[Opening Input data section]

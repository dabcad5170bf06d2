//! Vapor pressure deficit and humidity deficit from temperature and RH.
//!
//! Saturation vapor pressure uses the Magnus approximation
//! `0.6108 * exp(17.27 T / (T + 237.3))` kPa with T in °C. Absolute humidity
//! follows the ideal-gas relation `AH = VP * 2.16679 * 1000 / (T + 273.15)`
//! g/m³ with VP in kPa.

use serde::{Deserialize, Serialize};
use shared::units::{
    AbsoluteHumidity, Pressure, PressureExt, Ratio, RatioExt, Temperature, TemperatureExt,
};

use super::PhysicsError;

const MAGNUS_BASE_KPA: f64 = 0.6108;
const MAGNUS_SLOPE: f64 = 17.27;
const MAGNUS_OFFSET_C: f64 = 237.3;
/// Water vapor gas constant factor, g·K/J
const ABSOLUTE_HUMIDITY_FACTOR: f64 = 2.16679;
const CELSIUS_TO_KELVIN: f64 = 273.15;

/// Vapor pressures and humidities of air at one temperature and RH
#[derive(Debug, Clone, Copy, PartialEq, Serialize, Deserialize)]
pub struct VaporState {
    pub saturation_vapor_pressure: Pressure,
    pub actual_vapor_pressure: Pressure,
    /// Saturation minus actual vapor pressure
    pub vpd: Pressure,
    pub saturation_humidity: AbsoluteHumidity,
    pub actual_humidity: AbsoluteHumidity,
    /// Water the air could still take up before saturating
    pub humidity_deficit: AbsoluteHumidity,
}

fn saturation_vapor_pressure_kpa(celsius: f64) -> f64 {
    MAGNUS_BASE_KPA * (MAGNUS_SLOPE * celsius / (celsius + MAGNUS_OFFSET_C)).exp()
}

fn absolute_humidity(vapor_pressure_kpa: f64, celsius: f64) -> AbsoluteHumidity {
    AbsoluteHumidity::new(
        vapor_pressure_kpa * ABSOLUTE_HUMIDITY_FACTOR * 1000.0 / (celsius + CELSIUS_TO_KELVIN),
    )
}

/// Compute the vapor state of air at `temperature` and relative humidity `rh`
pub fn vapor_state(temperature: Temperature, rh: Ratio) -> Result<VaporState, PhysicsError> {
    let celsius = temperature.as_celsius();
    if !celsius.is_finite() || celsius <= -MAGNUS_OFFSET_C {
        return Err(PhysicsError::Temperature(celsius));
    }
    let rh_fraction = rh.as_fraction();
    if !(0.0..=1.0).contains(&rh_fraction) {
        return Err(PhysicsError::RelativeHumidity(rh.as_percent()));
    }

    let svp = saturation_vapor_pressure_kpa(celsius);
    let avp = svp * rh_fraction;
    let saturation_humidity = absolute_humidity(svp, celsius);
    let actual_humidity = absolute_humidity(avp, celsius);

    Ok(VaporState {
        saturation_vapor_pressure: Pressure::from_kilopascals(svp),
        actual_vapor_pressure: Pressure::from_kilopascals(avp),
        vpd: Pressure::from_kilopascals(svp - avp),
        saturation_humidity,
        actual_humidity,
        humidity_deficit: saturation_humidity - actual_humidity,
    })
}

/// Acceptable climate bands
#[derive(Debug, Clone, Copy, PartialEq, Serialize, Deserialize)]
#[serde(default)]
pub struct ClimateTargets {
    pub vpd_min_kpa: f64,
    pub vpd_max_kpa: f64,
    pub humidity_deficit_target: f64,
    pub humidity_deficit_min: f64,
    pub humidity_deficit_max: f64,
}

impl Default for ClimateTargets {
    fn default() -> Self {
        Self {
            vpd_min_kpa: 0.8,
            vpd_max_kpa: 1.2,
            humidity_deficit_target: 5.0,
            humidity_deficit_min: 3.0,
            humidity_deficit_max: 7.0,
        }
    }
}

/// Where a value sits relative to its acceptable band
#[derive(Debug, Clone, Copy, PartialEq, Eq, Serialize, Deserialize)]
#[serde(rename_all = "lowercase")]
pub enum BandStatus {
    Below,
    Within,
    Above,
}

impl BandStatus {
    pub fn classify(value: f64, min: f64, max: f64) -> Self {
        if value < min {
            BandStatus::Below
        } else if value > max {
            BandStatus::Above
        } else {
            BandStatus::Within
        }
    }
}

#[derive(Debug, Clone, Copy, PartialEq, Serialize, Deserialize)]
pub struct ClimateAssessment {
    pub state: VaporState,
    pub vpd_status: BandStatus,
    pub humidity_deficit_status: BandStatus,
    /// Humidity deficit minus the target, g/m³
    pub humidity_deficit_offset: f64,
}

impl ClimateAssessment {
    pub fn within_targets(&self) -> bool {
        self.vpd_status == BandStatus::Within && self.humidity_deficit_status == BandStatus::Within
    }
}

/// Classify a vapor state against the target bands
pub fn assess_climate(state: VaporState, targets: &ClimateTargets) -> ClimateAssessment {
    let vpd = state.vpd.as_kilopascals();
    let deficit = state.humidity_deficit.value();
    ClimateAssessment {
        state,
        vpd_status: BandStatus::classify(vpd, targets.vpd_min_kpa, targets.vpd_max_kpa),
        humidity_deficit_status: BandStatus::classify(
            deficit,
            targets.humidity_deficit_min,
            targets.humidity_deficit_max,
        ),
        humidity_deficit_offset: deficit - targets.humidity_deficit_target,
    }
}

/// Air conditions as written in a design file
#[derive(Debug, Clone, Copy, PartialEq, Serialize, Deserialize)]
pub struct ClimateReading {
    pub temperature_c: f64,
    pub relative_humidity_pct: f64,
}

impl ClimateReading {
    pub fn vapor_state(&self) -> Result<VaporState, PhysicsError> {
        vapor_state(
            Temperature::from_celsius(self.temperature_c),
            Ratio::from_percent(self.relative_humidity_pct),
        )
    }

    pub fn assess(&self, targets: &ClimateTargets) -> Result<ClimateAssessment, PhysicsError> {
        Ok(assess_climate(self.vapor_state()?, targets))
    }
}

#[cfg(test)]
mod tests {
    use super::*;
    use approx::{assert_abs_diff_eq, assert_relative_eq};

    #[test]
    fn test_magnus_reference_points() {
        let state = vapor_state(Temperature::from_celsius(25.0), Ratio::from_percent(60.0)).unwrap();
        assert_relative_eq!(state.saturation_vapor_pressure.as_kilopascals(), 3.1678, epsilon = 1e-3);
        assert_relative_eq!(state.vpd.as_kilopascals(), 3.1678 * 0.4, epsilon = 1e-3);

        // Magnus gives its base constant at 0 °C
        let freezing = vapor_state(Temperature::from_celsius(0.0), Ratio::from_percent(0.0)).unwrap();
        assert_relative_eq!(freezing.saturation_vapor_pressure.as_kilopascals(), 0.6108, epsilon = 1e-9);
    }

    #[test]
    fn test_absolute_humidity() {
        let state = vapor_state(Temperature::from_celsius(25.0), Ratio::from_percent(100.0)).unwrap();
        // Saturated air at 25 °C holds about 23 g/m³
        assert_relative_eq!(state.saturation_humidity.value(), 23.02, epsilon = 0.05);
        assert_abs_diff_eq!(state.humidity_deficit.value(), 0.0, epsilon = 1e-9);
        assert_abs_diff_eq!(state.vpd.as_kilopascals(), 0.0, epsilon = 1e-9);
    }

    #[test]
    fn test_rejects_bad_conditions() {
        assert!(matches!(
            vapor_state(Temperature::from_celsius(25.0), Ratio::from_percent(120.0)),
            Err(PhysicsError::RelativeHumidity(_))
        ));
        assert!(vapor_state(Temperature::from_celsius(-240.0), Ratio::from_percent(50.0)).is_err());
    }

    #[test]
    fn test_assessment_bands() {
        let targets = ClimateTargets::default();

        let good = ClimateReading {
            temperature_c: 20.0,
            relative_humidity_pct: 62.0,
        }
        .assess(&targets)
        .unwrap();
        assert_eq!(good.vpd_status, BandStatus::Within);
        assert_eq!(good.humidity_deficit_status, BandStatus::Within);
        assert!(good.within_targets());

        let humid = ClimateReading {
            temperature_c: 22.0,
            relative_humidity_pct: 90.0,
        }
        .assess(&targets)
        .unwrap();
        assert_eq!(humid.vpd_status, BandStatus::Below);
        assert!(humid.humidity_deficit_offset < 0.0);

        let dry = ClimateReading {
            temperature_c: 30.0,
            relative_humidity_pct: 30.0,
        }
        .assess(&targets)
        .unwrap();
        assert_eq!(dry.vpd_status, BandStatus::Above);
        assert_eq!(dry.humidity_deficit_status, BandStatus::Above);
        assert!(!dry.within_targets());
    }
}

[Closing Input data section]

> _Required action_
Among the lines above, return those that contain the string "Water".

> _Result for this task_
/// Water vapor gas constant factor, g·K/J
    /// Water the air could still take up before saturating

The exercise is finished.